In the spirit of Friday night, Amber and I had gone to catch the 8pm show of Talaash, Amir Khan’s new movie. While returning I began to share my thoughts on motherhood with Amber.

I explained how women are Nurturers by nature. As little girls we shower our love and motherhood on all our toys and dolls and dogs. But as we grow up, we forget this gift within us and start walking on the usual ambitious, self absorbed path to get to the right job, the right guy, the right city, the right possessions and so on. All through, motherhood, which is the love to give and nurture, stays trapped inside us, waiting to be realised as and when we have a child of our own.

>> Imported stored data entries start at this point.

use crate::traits::IntegrationProvider;
use chrono::{DateTime, Utc};
use serde::{Deserialize, Serialize};
use std::collections::VecDeque;
use std::fmt;
use std::sync::Arc;
use std::time::Duration;
use tokio::sync::{Mutex, MutexGuard, RwLock};

/// Number of error records kept per integration
pub const ERROR_HISTORY_CAPACITY: usize = 100;

/// Health status
#[derive(Debug, Clone, Copy, PartialEq, Eq, Hash, Default, Serialize, Deserialize)]
#[serde(rename_all = "snake_case")]
pub enum HealthStatus {
    #[default]
    Unknown,
    Healthy,
    Degraded,
    Unhealthy,
    /// Operator override, checks are paused
    Maintenance,
}

impl HealthStatus {
    pub fn as_str(&self) -> &'static str {
        match self {
            HealthStatus::Unknown => "unknown",
            HealthStatus::Healthy => "healthy",
            HealthStatus::Degraded => "degraded",
            HealthStatus::Unhealthy => "unhealthy",
            HealthStatus::Maintenance => "maintenance",
        }
    }

    /// Value recorded in the status time series. Statuses that carry no
    /// liveness signal map to -1.
    pub fn score(&self) -> f64 {
        match self {
            HealthStatus::Healthy => 1.0,
            HealthStatus::Degraded => 0.5,
            HealthStatus::Unhealthy => 0.0,
            HealthStatus::Unknown | HealthStatus::Maintenance => -1.0,
        }
    }
}

impl fmt::Display for HealthStatus {
    fn fmt(&self, f: &mut fmt::Formatter<'_>) -> fmt::Result {
        f.write_str(self.as_str())
    }
}

/// Per-integration check settings
#[derive(Debug, Clone, PartialEq, Serialize, Deserialize)]
pub struct HealthCheckConfig {
    pub enabled: bool,
    /// Reported only. Checks run on the monitor-wide health check interval.
    pub interval: Duration,
    pub timeout: Duration,
    pub max_failures: u32,
    pub retry_attempts: u32,
    pub retry_delay: Duration,
    pub alert_on_failure: bool,
    pub alert_on_recovery: bool,
}

impl Default for HealthCheckConfig {
    fn default() -> Self {
        crate::config::MonitorConfig::default().health_check_config()
    }
}

/// Cumulative check statistics. Response times are in milliseconds.
#[derive(Debug, Clone, Default, PartialEq, Serialize, Deserialize)]
pub struct HealthMetrics {
    pub total_checks: u64,
    pub successful_checks: u64,
    pub failed_checks: u64,
    pub avg_response_time_ms: f64,
    pub min_response_time_ms: f64,
    pub max_response_time_ms: f64,
    pub last_failure_time: Option<DateTime<Utc>>,
    /// Percent of checks that failed
    pub failure_rate: f64,
}

impl HealthMetrics {
    fn record(&mut self, response_time_ms: f64, success: bool) {
        self.total_checks += 1;
        if success {
            self.successful_checks += 1;
        } else {
            self.failed_checks += 1;
        }

        let n = self.total_checks as f64;
        self.avg_response_time_ms = ((n - 1.0) * self.avg_response_time_ms + response_time_ms) / n;

        if self.total_checks == 1 {
            self.min_response_time_ms = response_time_ms;
            self.max_response_time_ms = response_time_ms;
        } else {
            self.min_response_time_ms = self.min_response_time_ms.min(response_time_ms);
            self.max_response_time_ms = self.max_response_time_ms.max(response_time_ms);
        }

        self.failure_rate = self.failed_checks as f64 / n * 100.0;
    }

    /// Percent of checks that succeeded, 0 before the first check
    pub fn availability(&self) -> f64 {
        if self.total_checks == 0 {
            return 0.0;
        }
        self.successful_checks as f64 / self.total_checks as f64 * 100.0
    }
}

/// One failed attempt
#[derive(Debug, Clone, PartialEq, Serialize, Deserialize)]
pub struct ErrorRecord {
    pub timestamp: DateTime<Utc>,
    pub error: String,
    pub duration_ms: f64,
    /// 1-based attempt number within its check
    pub attempt: u32,
}

/// Status before and after a completed check
#[derive(Debug, Clone, Copy, PartialEq, Eq)]
pub struct StatusChange {
    pub previous: HealthStatus,
    pub current: HealthStatus,
    pub failure_count: u32,
}

impl StatusChange {
    /// The check pushed the integration over the failure threshold
    pub fn became_unhealthy(&self) -> bool {
        self.previous != HealthStatus::Unhealthy && self.current == HealthStatus::Unhealthy
    }

    /// The integration came back after being unhealthy
    pub fn recovered(&self) -> bool {
        self.previous == HealthStatus::Unhealthy && self.current == HealthStatus::Healthy
    }
}

/// Point-in-time copy of a checker's state
#[derive(Debug, Clone, PartialEq, Serialize, Deserialize)]
pub struct HealthSnapshot {
    pub integration_id: String,
    pub display_name: String,
    pub category: String,
    pub status: HealthStatus,
    pub last_check: Option<DateTime<Utc>>,
    pub last_success: Option<DateTime<Utc>>,
    pub failure_count: u32,
    pub response_time_ms: f64,
    pub metrics: HealthMetrics,
    pub config: HealthCheckConfig,
}

impl HealthSnapshot {
    pub fn availability(&self) -> f64 {
        self.metrics.availability()
    }

    pub fn error_rate(&self) -> f64 {
        self.metrics.failure_rate
    }
}

#[derive(Debug)]
struct CheckerState {
    status: HealthStatus,
    /// Status to return to when maintenance ends
    status_before_maintenance: HealthStatus,
    last_check: Option<DateTime<Utc>>,
    last_success: Option<DateTime<Utc>>,
    failure_count: u32,
    response_time_ms: f64,
    metrics: HealthMetrics,
    error_history: VecDeque<ErrorRecord>,
    config: HealthCheckConfig,
}

/// Live health state of one integration.
///
/// State lives behind a `RwLock` that is only held for short updates. A
/// separate check lock serialises whole checks (provider call plus retries)
/// so that a slow provider never blocks readers.
pub struct HealthChecker {
    integration_id: String,
    display_name: String,
    category: String,
    provider: Arc<dyn IntegrationProvider>,
    state: RwLock<CheckerState>,
    check_lock: Mutex<()>,
}

impl HealthChecker {
    pub fn new(
        integration_id: &str,
        display_name: &str,
        category: &str,
        provider: Arc<dyn IntegrationProvider>,
        config: HealthCheckConfig,
    ) -> Self {
        Self {
            integration_id: integration_id.to_string(),
            display_name: display_name.to_string(),
            category: category.to_string(),
            provider,
            state: RwLock::new(CheckerState {
                status: HealthStatus::Unknown,
                status_before_maintenance: HealthStatus::Unknown,
                last_check: None,
                last_success: None,
                failure_count: 0,
                response_time_ms: 0.0,
                metrics: HealthMetrics::default(),
                error_history: VecDeque::with_capacity(ERROR_HISTORY_CAPACITY),
                config,
            }),
            check_lock: Mutex::new(()),
        }
    }

    pub fn integration_id(&self) -> &str {
        &self.integration_id
    }

    pub fn category(&self) -> &str {
        &self.category
    }

    pub fn provider(&self) -> &Arc<dyn IntegrationProvider> {
        &self.provider
    }

    /// Exclusive right to run a check on this integration
    pub async fn begin_check(&self) -> MutexGuard<'_, ()> {
        self.check_lock.lock().await
    }

    pub async fn config(&self) -> HealthCheckConfig {
        self.state.read().await.config.clone()
    }

    pub async fn status(&self) -> HealthStatus {
        self.state.read().await.status
    }

    pub async fn set_enabled(&self, enabled: bool) {
        self.state.write().await.config.enabled = enabled;
    }

    /// Whether the scheduler should check this integration
    pub async fn is_checkable(&self) -> bool {
        let state = self.state.read().await;
        state.config.enabled && state.status != HealthStatus::Maintenance
    }

    /// Record a successful check
    pub async fn record_success(&self, response_time: Duration) -> StatusChange {
        let now = Utc::now();
        let response_time_ms = duration_ms(response_time);
        let mut state = self.state.write().await;
        let previous = state.status;

        state.failure_count = 0;
        state.last_check = Some(now);
        state.last_success = Some(now);
        state.response_time_ms = response_time_ms;
        state.metrics.record(response_time_ms, true);
        if previous != HealthStatus::Maintenance {
            state.status = HealthStatus::Healthy;
        }

        StatusChange {
            previous,
            current: state.status,
            failure_count: state.failure_count,
        }
    }

    /// Record a check that failed after all its attempts
    pub async fn record_failure(
        &self,
        error: &str,
        response_time: Duration,
        attempt: u32,
    ) -> StatusChange {
        let now = Utc::now();
        let response_time_ms = duration_ms(response_time);
        let mut state = self.state.write().await;
        let previous = state.status;

        state.failure_count += 1;
        state.last_check = Some(now);
        state.response_time_ms = response_time_ms;
        state.metrics.record(response_time_ms, false);
        state.metrics.last_failure_time = Some(now);
        push_error(&mut state.error_history, now, error, response_time_ms, attempt);

        if previous != HealthStatus::Maintenance {
            state.status = if state.failure_count >= state.config.max_failures {
                HealthStatus::Unhealthy
            } else {
                HealthStatus::Degraded
            };
        }

        StatusChange {
            previous,
            current: state.status,
            failure_count: state.failure_count,
        }
    }

    /// Record a failed attempt that will be retried. Only the error history
    /// changes; counters move once the check as a whole completes.
    pub async fn record_attempt_error(&self, error: &str, duration: Duration, attempt: u32) {
        let mut state = self.state.write().await;
        push_error(
            &mut state.error_history,
            Utc::now(),
            error,
            duration_ms(duration),
            attempt,
        );
    }

    /// Enter or leave maintenance. Leaving restores the status the
    /// integration had before.
    pub async fn set_maintenance(&self, enabled: bool) {
        let mut state = self.state.write().await;
        if enabled && state.status != HealthStatus::Maintenance {
            state.status_before_maintenance = state.status;
            state.status = HealthStatus::Maintenance;
        } else if !enabled && state.status == HealthStatus::Maintenance {
            // Checks that finished during maintenance may have moved the counter
            state.status = if state.failure_count == 0 {
                if state.last_success.is_some() {
                    HealthStatus::Healthy
                } else {
                    state.status_before_maintenance
                }
            } else if state.failure_count >= state.config.max_failures {
                HealthStatus::Unhealthy
            } else {
                HealthStatus::Degraded
            };
        }
    }

    pub async fn snapshot(&self) -> HealthSnapshot {
        let state = self.state.read().await;
        HealthSnapshot {
            integration_id: self.integration_id.clone(),
            display_name: self.display_name.clone(),
            category: self.category.clone(),
            status: state.status,
            last_check: state.last_check,
            last_success: state.last_success,
            failure_count: state.failure_count,
            response_time_ms: state.response_time_ms,
            metrics: state.metrics.clone(),
            config: state.config.clone(),
        }
    }

    /// Error history, oldest first
    pub async fn error_history(&self) -> Vec<ErrorRecord> {
        self.state.read().await.error_history.iter().cloned().collect()
    }
}

impl fmt::Debug for HealthChecker {
    fn fmt(&self, f: &mut fmt::Formatter<'_>) -> fmt::Result {
        f.debug_struct("HealthChecker")
            .field("integration_id", &self.integration_id)
            .field("category", &self.category)
            .finish()
    }
}

fn push_error(
    history: &mut VecDeque<ErrorRecord>,
    timestamp: DateTime<Utc>,
    error: &str,
    duration_ms: f64,
    attempt: u32,
) {
    if history.len() == ERROR_HISTORY_CAPACITY {
        history.pop_front();
    }
    history.push_back(ErrorRecord {
        timestamp,
        error: error.to_string(),
        duration_ms,
        attempt,
    });
}

fn duration_ms(duration: Duration) -> f64 {
    duration.as_secs_f64() * 1000.0
}
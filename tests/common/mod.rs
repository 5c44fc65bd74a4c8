//! Shared fixtures for the integration tests

#![allow(dead_code)]

use async_trait::async_trait;
use integration_monitor::monitoring::{AlertManager, AlertSettings, CheckerMap, HealthCheckConfig};
use integration_monitor::{
    IntegrationDefinition, IntegrationProvider, Monitor, MonitorConfig, ProviderError,
    ProviderMetrics, ProviderRegistry, SimulatedProvider, StaticCatalog,
};
use std::collections::HashMap;
use std::sync::atomic::{AtomicBool, AtomicUsize, Ordering};
use std::sync::Arc;
use std::time::Duration;
use tokio::sync::RwLock;

/// Intervals short enough for tests to observe several cycles
pub fn fast_config() -> MonitorConfig {
    MonitorConfig {
        health_check_interval: Duration::from_millis(20),
        metrics_interval: Duration::from_millis(20),
        alert_evaluation_interval: Duration::from_millis(20),
        check_timeout: Duration::from_millis(200),
        max_failures: 3,
        retry_attempts: 0,
        retry_delay: Duration::from_millis(1),
        ..MonitorConfig::default()
    }
}

pub fn check_config() -> HealthCheckConfig {
    fast_config().health_check_config()
}

pub fn monitor_with(
    config: MonitorConfig,
    providers: Vec<(&str, &str, Arc<dyn IntegrationProvider>)>,
) -> Monitor {
    let registry = ProviderRegistry::new();
    let mut definitions = Vec::new();
    for (id, category, provider) in providers {
        definitions.push(IntegrationDefinition::new(id, &id.to_uppercase(), category));
        registry.register(id, provider);
    }
    Monitor::new(config, Arc::new(StaticCatalog::new(definitions)), registry)
}

pub fn simulated(name: &str) -> Arc<SimulatedProvider> {
    Arc::new(SimulatedProvider::new(name))
}

pub fn empty_checkers() -> CheckerMap {
    Arc::new(RwLock::new(HashMap::new()))
}

pub fn alert_manager(deduplicate: bool) -> Arc<AlertManager> {
    Arc::new(AlertManager::new(AlertSettings {
        retention: Duration::from_secs(3600),
        deduplicate,
    }))
}

/// Provider that sleeps during each check and tracks how many of its checks
/// overlap, both on itself and across every tracker sharing `global`
pub struct ConcurrencyTracker {
    name: String,
    latency: Duration,
    in_flight: AtomicUsize,
    max_in_flight: AtomicUsize,
    global: Arc<AtomicUsize>,
    global_max: Arc<AtomicUsize>,
    fail: AtomicBool,
}

impl ConcurrencyTracker {
    pub fn new(
        name: &str,
        latency: Duration,
        global: Arc<AtomicUsize>,
        global_max: Arc<AtomicUsize>,
    ) -> Self {
        Self {
            name: name.to_string(),
            latency,
            in_flight: AtomicUsize::new(0),
            max_in_flight: AtomicUsize::new(0),
            global,
            global_max,
            fail: AtomicBool::new(false),
        }
    }

    pub fn max_in_flight(&self) -> usize {
        self.max_in_flight.load(Ordering::SeqCst)
    }

    pub fn set_failing(&self, fail: bool) {
        self.fail.store(fail, Ordering::SeqCst);
    }
}

#[async_trait]
impl IntegrationProvider for ConcurrencyTracker {
    fn name(&self) -> &str {
        &self.name
    }

    async fn health_check(&self, _timeout: Duration) -> Result<(), ProviderError> {
        let mine = self.in_flight.fetch_add(1, Ordering::SeqCst) + 1;
        self.max_in_flight.fetch_max(mine, Ordering::SeqCst);
        let all = self.global.fetch_add(1, Ordering::SeqCst) + 1;
        self.global_max.fetch_max(all, Ordering::SeqCst);

        tokio::time::sleep(self.latency).await;

        self.global.fetch_sub(1, Ordering::SeqCst);
        self.in_flight.fetch_sub(1, Ordering::SeqCst);
        if self.fail.load(Ordering::SeqCst) {
            Err(ProviderError::Unavailable(format!("{} scripted failure", self.name)))
        } else {
            Ok(())
        }
    }

    async fn get_metrics(&self) -> Result<ProviderMetrics, ProviderError> {
        Ok(ProviderMetrics::new())
    }
}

Something in me said this wasn’t God’s initial plan. Love is to be shared, not preserved. Love is meant to be given to whoever needs it and not to be locked up for a special few. Why should a mother be so absorbed in the love for her biological child that she forgets to look beyond and practice the unconditional power she possesses to love.

And while I was going on and on with this saintly sermon of mine, I realised Amber had bought two sets of balloons and was giving them to some children sleeping by the roadside. Their eyes lit up and touched our hearts.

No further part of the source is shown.